The pathway to new drug approvals by the FDA has led to the licensure of many important compounds that have had significant benefits in maintaining health and treating disease. Small-molecule drug discovery and testing has resulted in a well-established paradigm for the development of safe and effective drugs that can achieve approval for use in appropriate patient populations. The principles of such studies have been established in FDA guidance documents and used by sponsors of new drug applications with an excellent track record over many years. The basis for approval is the provision of “substantial evidence” of efficacy from “adequate and well-controlled investigations,” which commonly involve a randomized, placebo-controlled study.
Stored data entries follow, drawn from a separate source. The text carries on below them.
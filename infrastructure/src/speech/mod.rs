//! Speech-to-text adapters.

mod command;

pub use command::CommandSpeechRecognizer;
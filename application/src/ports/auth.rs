//! Authentication ports
//!
//! Identity lives in an external auth service ([`AuthGateway`]); the signed-in
//! session is cached locally through [`SessionStore`].

use async_trait::async_trait;
use thiserror::Error;
use xylos_domain::{AuthSession, AvatarImage, Credentials, SignUpRequest};

#[derive(Error, Debug)]
pub enum AuthError {
    #[error("Connection error: {0}")]
    ConnectionError(String),

    #[error("{message}")]
    Rejected { status: u16, message: String },

    #[error("Sign-up needs email confirmation before signing in")]
    ConfirmationRequired,

    #[error("Not signed in")]
    NotSignedIn,

    #[error("Session storage error: {0}")]
    Storage(String),
}

/// External identity service.
#[async_trait]
pub trait AuthGateway: Send + Sync {
    async fn sign_up(&self, request: &SignUpRequest) -> Result<AuthSession, AuthError>;

    async fn sign_in(&self, credentials: &Credentials) -> Result<AuthSession, AuthError>;

    async fn sign_out(&self, session: &AuthSession) -> Result<(), AuthError>;

    /// Exchange the session's refresh token for a new session.
    async fn refresh(&self, refresh_token: &str) -> Result<AuthSession, AuthError>;

    /// Upload the user's profile picture, replacing any previous one, and
    /// point the profile at it. Returns the public URL.
    async fn set_avatar(
        &self,
        session: &AuthSession,
        avatar: &AvatarImage,
    ) -> Result<String, AuthError>;
}

/// Local cache of the current session.
pub trait SessionStore: Send + Sync {
    fn load(&self) -> Result<Option<AuthSession>, AuthError>;
    fn save(&self, session: &AuthSession) -> Result<(), AuthError>;
    fn clear(&self) -> Result<(), AuthError>;
}
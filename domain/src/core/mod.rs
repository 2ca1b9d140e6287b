//! Core domain concepts shared across all subdomains.
//!
//! - [`error::DomainError`]: domain-level errors
//! - [`string::truncate`]: UTF-8 safe truncation for previews

pub mod error;
pub mod string;
//! Presentation layer for xylos
//!
//! This crate contains CLI definitions, output formatters,
//! progress reporters, prompts and the interactive chat interface.

pub mod chat;
pub mod cli;
pub mod config;
pub mod input;
pub mod output;
pub mod progress;

// Re-export commonly used types
pub use chat::{ChatRepl, SlashCommand, cancel_on_ctrl_c, image_stem};
pub use cli::commands::{Cli, Command, OutputFormat};
pub use config::{OutputConfig, ReplConfig};
pub use input::credentials::{prompt_line, prompt_password, read_password_stdin};
pub use output::console::ConsoleFormatter;
pub use output::image::{
    ImageFileError, ImageLocation, read_attachment, read_avatar, store_generated,
};
pub use output::stream::StreamPrinter;
pub use progress::reporter::{ProgressReporter, SimpleProgress};
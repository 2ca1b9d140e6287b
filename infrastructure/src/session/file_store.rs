//! Session cache stored as a JSON file in the user's data directory.

use std::fs;
use std::path::{Path, PathBuf};
use tracing::debug;
use xylos_application::{AuthError, SessionStore};
use xylos_domain::AuthSession;

pub struct FileSessionStore {
    path: PathBuf,
}

impl FileSessionStore {
    pub fn new(path: impl Into<PathBuf>) -> Self {
        Self { path: path.into() }
    }

    /// `$XDG_DATA_HOME/xylos/session.json` (or the platform equivalent).
    pub fn default_path() -> Option<PathBuf> {
        dirs::data_dir().map(|d| d.join("xylos").join("session.json"))
    }

    pub fn path(&self) -> &Path {
        &self.path
    }
}

fn storage_error(action: &str, path: &Path, e: impl std::fmt::Display) -> AuthError {
    AuthError::Storage(format!("{} {}: {}", action, path.display(), e))
}

impl SessionStore for FileSessionStore {
    fn load(&self) -> Result<Option<AuthSession>, AuthError> {
        let content = match fs::read_to_string(&self.path) {
            Ok(content) => content,
            Err(e) if e.kind() == std::io::ErrorKind::NotFound => return Ok(None),
            Err(e) => return Err(storage_error("Failed to read", &self.path, e)),
        };
        serde_json::from_str(&content)
            .map(Some)
            .map_err(|e| storage_error("Failed to parse", &self.path, e))
    }

    fn save(&self, session: &AuthSession) -> Result<(), AuthError> {
        if let Some(parent) = self.path.parent() {
            fs::create_dir_all(parent).map_err(|e| storage_error("Failed to create", parent, e))?;
        }
        let json = serde_json::to_string_pretty(session)
            .map_err(|e| storage_error("Failed to encode", &self.path, e))?;
        fs::write(&self.path, json).map_err(|e| storage_error("Failed to write", &self.path, e))?;

        #[cfg(unix)]
        {
            use std::os::unix::fs::PermissionsExt;
            fs::set_permissions(&self.path, fs::Permissions::from_mode(0o600))
                .map_err(|e| storage_error("Failed to restrict", &self.path, e))?;
        }

        debug!("Saved session to {}", self.path.display());
        Ok(())
    }

    fn clear(&self) -> Result<(), AuthError> {
        match fs::remove_file(&self.path) {
            Ok(()) => Ok(()),
            Err(e) if e.kind() == std::io::ErrorKind::NotFound => Ok(()),
            Err(e) => Err(storage_error("Failed to remove", &self.path, e)),
        }
    }
}

#[cfg(test)]
mod tests {
    use super::*;
    use xylos_domain::AuthUser;

    fn session() -> AuthSession {
        AuthSession {
            access_token: "jwt".into(),
            refresh_token: Some("refresh".into()),
            expires_at: Some(1_900_000_000),
            user: AuthUser {
                id: "user-1".into(),
                email: Some("ada@example.com".into()),
            },
        }
    }

    #[test]
    fn test_missing_file_is_no_session() {
        let dir = tempfile::tempdir().unwrap();
        let store = FileSessionStore::new(dir.path().join("session.json"));
        assert_eq!(store.load().unwrap(), None);
    }

    #[test]
    fn test_save_load_clear() {
        let dir = tempfile::tempdir().unwrap();
        let store = FileSessionStore::new(dir.path().join("xylos").join("session.json"));

        store.save(&session()).unwrap();
        assert_eq!(store.load().unwrap(), Some(session()));

        store.clear().unwrap();
        assert_eq!(store.load().unwrap(), None);
        store.clear().unwrap();
    }

    #[cfg(unix)]
    #[test]
    fn test_file_is_private() {
        use std::os::unix::fs::PermissionsExt;
        let dir = tempfile::tempdir().unwrap();
        let store = FileSessionStore::new(dir.path().join("session.json"));
        store.save(&session()).unwrap();
        let mode = fs::metadata(store.path()).unwrap().permissions().mode();
        assert_eq!(mode & 0o777, 0o600);
    }

    #[test]
    fn test_corrupt_file() {
        let dir = tempfile::tempdir().unwrap();
        let path = dir.path().join("session.json");
        fs::write(&path, "not json").unwrap();
        let err = FileSessionStore::new(path).load().unwrap_err();
        assert!(matches!(err, AuthError::Storage(_)));
    }
}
In recent years, however, therapies based on complex biological products have begun to emerge that have challenged the conventional approach used for small molecules.
In 1983, the Orphan Drug Act (Public Law 97-414) defined an orphan product as a drug intended to treat a condition affecting fewer than 200,000 persons in the United States or a drug that would not be expected to be profitable within seven years following approval by the FDA. (In the European Union, the definition of orphan drug is based on an incidence of 5 in 10,000 people.) Orphan disease designation allows a sponsor to apply for additional market protection related to the product once the biological license application has been approved. As of 2012, there have been 2,700 orphan drug designations and more than 400 approvals associated with these designations.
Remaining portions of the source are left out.